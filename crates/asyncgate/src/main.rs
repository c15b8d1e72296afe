//! asyncgate.
//!
//! Validates AsyncAPI documents, prints the routes they compile to, and
//! serves their publish operations over HTTP.

use std::net::SocketAddr;
use std::path::{Path, PathBuf};
use std::process::ExitCode;
use std::sync::Arc;

use clap::{Args, Parser, Subcommand};
use tokio::net::TcpListener;

use asyncgate_compiler::{
    CompileError, CompileOptions, Registration, RouteCompiler, DEFAULT_CONFIG_FILE,
};
use asyncgate_router::App;
use asyncgate_spec_parser::{
    parse_spec_file, AsyncApiDocument, ParseError, CONTROLLER_EXTENSION,
};
use asyncgate_telemetry::{init_logging, log_listening, log_startup, LogFormat, TelemetryConfig};

mod server;

use server::Gateway;

#[derive(Parser, Debug)]
#[command(name = "asyncgate", about = "AsyncAPI validation gateway", version)]
struct Cli {
    #[command(subcommand)]
    command: Commands,
}

#[derive(Subcommand, Debug)]
enum Commands {
    /// Validate AsyncAPI document(s) without registering routes.
    ///
    /// Reports document errors (E1000-E1004) and extension warnings.
    Validate {
        /// Input document(s) (YAML or JSON).
        #[arg(short, long, required = true, num_args = 1..)]
        spec: Vec<String>,

        /// Output format (text or json).
        #[arg(long, default_value = "text")]
        format: String,
    },

    /// Compile a document and print the route table.
    Routes {
        /// Input document (YAML or JSON).
        #[arg(short, long)]
        spec: String,

        #[command(flatten)]
        compile: CompileArgs,

        /// Output format (text or json).
        #[arg(long, default_value = "text")]
        format: String,
    },

    /// Compile a document and serve it.
    Serve {
        /// Input document (YAML or JSON).
        #[arg(short, long)]
        spec: String,

        #[command(flatten)]
        compile: CompileArgs,

        /// Listen address.
        #[arg(long, default_value = "0.0.0.0:8080")]
        listen: String,

        /// Enable development mode (violation details in error responses).
        #[arg(long)]
        dev: bool,

        /// Log level.
        #[arg(long, default_value = "info", env = "ASYNCGATE_LOG_LEVEL")]
        log_level: String,

        /// Log format (json or pretty).
        #[arg(long, default_value = "json")]
        log_format: String,
    },
}

/// Registration options. Flags override the option file.
#[derive(Args, Debug)]
struct CompileArgs {
    /// Option file (defaults to ./asyncgate.yaml when present).
    #[arg(long)]
    config: Option<PathBuf>,

    /// Only register operations carrying this tag.
    #[arg(long)]
    tag: Option<String>,

    /// Base location of controllers.
    #[arg(long)]
    controllers: Option<String>,

    /// Replace unresolvable handlers with logging stubs.
    #[arg(long)]
    stub: bool,

    /// Register validation stages only.
    #[arg(long)]
    validate_only: bool,
}

impl CompileArgs {
    fn options(&self) -> Result<CompileOptions, CompileError> {
        let mut options = match &self.config {
            Some(path) => CompileOptions::load(path)?,
            None => {
                let default = Path::new(DEFAULT_CONFIG_FILE);
                if default.exists() {
                    CompileOptions::load(default)?
                } else {
                    CompileOptions::default()
                }
            }
        };

        if let Some(tag) = &self.tag {
            options.tag = Some(tag.clone());
        }
        if let Some(controllers) = &self.controllers {
            options.controllers = controllers.clone();
        }
        if self.stub {
            options.stub_middleware = true;
        }
        if self.validate_only {
            options.require_controller = false;
        }
        Ok(options)
    }
}

/// Validation result for a single document.
#[derive(serde::Serialize)]
struct ValidationResult {
    file: String,
    valid: bool,
    errors: Vec<ValidationIssue>,
    warnings: Vec<ValidationIssue>,
}

#[derive(serde::Serialize)]
struct ValidationIssue {
    code: String,
    message: String,
    #[serde(skip_serializing_if = "Option::is_none")]
    location: Option<String>,
}

/// Extensions asyncgate understands.
const KNOWN_EXTENSIONS: &[&str] = &[CONTROLLER_EXTENSION];

/// Warnings for a document that parsed.
fn document_warnings(spec_path: &str, document: &AsyncApiDocument) -> Vec<ValidationIssue> {
    let mut warnings = Vec::new();

    for key in document.extensions.keys() {
        if !KNOWN_EXTENSIONS.contains(&key.as_str()) {
            warnings.push(ValidationIssue {
                code: "E1015".to_string(),
                message: format!("unknown extension: {}", key),
                location: Some(spec_path.to_string()),
            });
        }
    }

    for channel in &document.channels {
        let Some(operation) = &channel.publish else {
            continue;
        };
        let location = Some(format!("{}:{} publish", spec_path, channel.name));

        if operation.operation_id.is_none() {
            warnings.push(ValidationIssue {
                code: "E1021".to_string(),
                message: format!(
                    "publish operation on '{}' has no operationId and cannot be bound to a handler",
                    channel.name
                ),
                location: location.clone(),
            });
        }

        for key in operation.extensions.keys() {
            if !KNOWN_EXTENSIONS.contains(&key.as_str()) {
                warnings.push(ValidationIssue {
                    code: "E1015".to_string(),
                    message: format!("unknown extension: {}", key),
                    location: location.clone(),
                });
            }
        }
    }

    warnings
}

/// Errors for a document that failed to parse, one per validation issue.
fn parse_errors(spec_path: &str, err: &ParseError) -> Vec<ValidationIssue> {
    match err {
        ParseError::Validation { issues } => issues
            .iter()
            .map(|issue| ValidationIssue {
                code: err.code().to_string(),
                message: issue.message.clone(),
                location: Some(format!("{}:{}", spec_path, issue.location)),
            })
            .collect(),
        _ => vec![ValidationIssue {
            code: err.code().to_string(),
            message: err.to_string(),
            location: Some(spec_path.to_string()),
        }],
    }
}

/// Run the validate command.
fn run_validate(specs: &[String], output_format: &str) -> ExitCode {
    let mut results = Vec::new();

    for spec_path in specs {
        let path = Path::new(spec_path);

        if !path.exists() {
            results.push(ValidationResult {
                file: spec_path.clone(),
                valid: false,
                errors: vec![ValidationIssue {
                    code: "E1000".to_string(),
                    message: format!("file not found: {}", spec_path),
                    location: None,
                }],
                warnings: Vec::new(),
            });
            continue;
        }

        let result = match parse_spec_file(path) {
            Ok(document) => ValidationResult {
                file: spec_path.clone(),
                valid: true,
                errors: Vec::new(),
                warnings: document_warnings(spec_path, &document),
            },
            Err(e) => ValidationResult {
                file: spec_path.clone(),
                valid: false,
                errors: parse_errors(spec_path, &e),
                warnings: Vec::new(),
            },
        };
        results.push(result);
    }

    let has_errors = results.iter().any(|r| !r.valid);

    if output_format == "json" {
        let output = serde_json::json!({
            "results": results,
            "summary": {
                "total": results.len(),
                "valid": results.iter().filter(|r| r.valid).count(),
                "invalid": results.iter().filter(|r| !r.valid).count(),
            }
        });
        match serde_json::to_string_pretty(&output) {
            Ok(json) => println!("{}", json),
            Err(e) => {
                eprintln!("error: failed to serialize results: {}", e);
                return ExitCode::from(1);
            }
        }
    } else {
        for result in &results {
            if result.valid && result.warnings.is_empty() {
                eprintln!("✓ {} is valid", result.file);
            } else if result.valid {
                eprintln!(
                    "✓ {} is valid (with {} warning(s))",
                    result.file,
                    result.warnings.len()
                );
            } else {
                eprintln!("✗ {} has {} error(s)", result.file, result.errors.len());
            }

            for err in &result.errors {
                match &err.location {
                    Some(loc) => eprintln!("  {} [{}]: {}", err.code, loc, err.message),
                    None => eprintln!("  {}: {}", err.code, err.message),
                }
            }

            for warn in &result.warnings {
                match &warn.location {
                    Some(loc) => eprintln!("  {} [{}]: {} (warning)", warn.code, loc, warn.message),
                    None => eprintln!("  {}: {} (warning)", warn.code, warn.message),
                }
            }
        }

        let valid_count = results.iter().filter(|r| r.valid).count();
        let total = results.len();
        eprintln!();
        eprintln!(
            "validated {} document(s): {} valid, {} invalid",
            total,
            valid_count,
            total - valid_count
        );
    }

    if has_errors {
        ExitCode::from(1)
    } else {
        ExitCode::SUCCESS
    }
}

/// Build an `App` for `spec`. Handlers can only be stubbed here: the CLI
/// has no controllers of its own.
async fn compile_app(
    spec: &str,
    args: &CompileArgs,
    dev: bool,
) -> Result<(App, Registration), CompileError> {
    let compiler = RouteCompiler::new(args.options()?);
    let mut app = App::new().with_dev_mode(dev);
    let registration = compiler.register(&mut app, PathBuf::from(spec)).await?;
    Ok((app, registration))
}

fn report_compile_error(err: &CompileError) {
    eprintln!("error: {}: {}", err.code(), err);
    if let CompileError::Parse(parse) = err {
        for issue in parse.issues() {
            eprintln!("  {}", issue);
        }
    }
}

/// Run the routes command.
async fn run_routes(spec: &str, args: &CompileArgs, output_format: &str) -> ExitCode {
    let registration = match compile_app(spec, args, false).await {
        Ok((_, registration)) => registration,
        Err(e) => {
            report_compile_error(&e);
            return ExitCode::from(1);
        }
    };

    if output_format == "json" {
        match serde_json::to_string_pretty(&registration) {
            Ok(json) => println!("{}", json),
            Err(e) => {
                eprintln!("error: failed to serialize routes: {}", e);
                return ExitCode::from(1);
            }
        }
        return ExitCode::SUCCESS;
    }

    println!("{:<48} {:<24} {:>6}  HANDLER", "PATTERN", "OPERATION", "STAGES");
    for route in &registration.routes {
        println!(
            "{:<48} {:<24} {:>6}  {}",
            route.path,
            route.operation_id.as_deref().unwrap_or("-"),
            route.stages,
            route.handler.as_str()
        );
    }
    eprintln!(
        "{} {}: {} route(s), {} stage(s)",
        registration.title,
        registration.version,
        registration.len(),
        registration.stage_count()
    );

    ExitCode::SUCCESS
}

/// Run the serve command.
async fn run_serve(spec: &str, args: &CompileArgs, listen: &str, dev: bool) -> ExitCode {
    let addr: SocketAddr = match listen.parse() {
        Ok(a) => a,
        Err(_) => {
            eprintln!("error: invalid listen address: {}", listen);
            return ExitCode::from(1);
        }
    };

    let (app, registration) = match compile_app(spec, args, dev).await {
        Ok(compiled) => compiled,
        Err(e) => {
            report_compile_error(&e);
            return ExitCode::from(1);
        }
    };

    let gateway = Arc::new(Gateway::new(app, registration));

    let listener = match TcpListener::bind(addr).await {
        Ok(l) => l,
        Err(e) => {
            eprintln!("error: failed to bind to {}: {}", addr, e);
            return ExitCode::from(1);
        }
    };

    log_listening!(
        address = %addr,
        routes = gateway.routes_count(),
        dev_mode = dev,
        "listening"
    );

    server::serve(gateway, listener).await;
    ExitCode::SUCCESS
}

#[tokio::main]
async fn main() -> ExitCode {
    let cli = Cli::parse();

    match cli.command {
        Commands::Validate { spec, format } => run_validate(&spec, &format),
        Commands::Routes {
            spec,
            compile,
            format,
        } => run_routes(&spec, &compile, &format).await,
        Commands::Serve {
            spec,
            compile,
            listen,
            dev,
            log_level,
            log_format,
        } => {
            let Some(log_format) = LogFormat::parse(&log_format) else {
                eprintln!("error: unknown log format: {}", log_format);
                return ExitCode::from(1);
            };
            let telemetry = TelemetryConfig::new()
                .with_log_level(log_level)
                .with_log_format(log_format);
            if let Err(e) = init_logging(&telemetry) {
                eprintln!("error: {}", e);
                return ExitCode::from(1);
            }

            log_startup!(
                service = %telemetry.service_name,
                version = env!("CARGO_PKG_VERSION"),
                spec = %spec,
                "starting"
            );
            run_serve(&spec, &compile, &listen, dev).await
        }
    }
}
-------
What you will do - Among the lines of the material, some contain the string "AsyncApiDocument". State how many, and nothing more.

Task response - 2